2.2. Treatment Procedures
Patients were informed about the device and the treatment procedure as per the rules and guidelines of the University Hospital of Giessen and Marburg. Patients received counsel on the use of the device and possible Ear-Nose-Throat (ENT) specialist examined the patients to exclude any pathological problem in the ear canal. Excessive ear wax was removed and the impression was taken by using Otoform® impression material (Dreve Otoplastik GmbH, Unna, Germany) (Figure 2). The impressions were sent to the company, the devices production took about two weeks. After proper patients’ instruction the in-ear devices were inserted with the following wearing protocol:
1st to 3rd: day 3 h/day (only during the day)

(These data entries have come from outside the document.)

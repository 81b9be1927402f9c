pub(crate) mod internal;
pub mod logs;
pub mod model;
pub mod operations;
#[allow(unused_imports)]
pub mod schema;
pub mod types;

use diesel::pg::PgConnection;
use diesel::r2d2::ConnectionManager;

pub type Pool = r2d2::Pool<ConnectionManager<PgConnection>>;

pub fn establish_connection(database_url: &str) -> Pool {
    let manager = ConnectionManager::<PgConnection>::new(database_url);
    r2d2::Pool::builder()
        .build(manager)
        .expect("Failed to create pool.")
}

4th to 7th day: 2 wearing times of 4 h/day (only during the day)
2nd week: if no complaints occurred in the 1st week, start from the 2nd week all day (only during the day)
3rd week: in consultation with the patient start of wearing also at night
Collage of pictures demonstrating impression procedure to produce personalized Cerezen in-ear device
Impression procedure to produce personalized Cerezen in-ear device: (A) All materials and instruments needed for taking an impression including: 1—Impression material (Otoform Ak, Dreve Ostoplastik GmbH, Unna, Germany); 2—Impression pads which are a foam cone with thread (Dreve Ostoplastik GmbH, Unna, Germany), 3—Universal syringe to applying the impression material in the ear canal (PC Werth, London, UK); 4—Bite block (Renew Health Limited, Westmeath, Ireland); 5—Otoscope for investigation of the ear canal and insertion of the impression pads in the right position (Heine Optotechnik, Herrsching, Germany) (B) Insertion of the impression pads (orang) to protect the ear drum during impression-taking, (C) Patient biting on the Bite block to keep the jaw in rest position during the impression-taking (D–F) Two-components impression materials, Mixing,preparation for injection, (G) Impression-taking while patient biting on the Bite Block to fit the impression in the relaxed status (H) Ear canal impressions for both sides.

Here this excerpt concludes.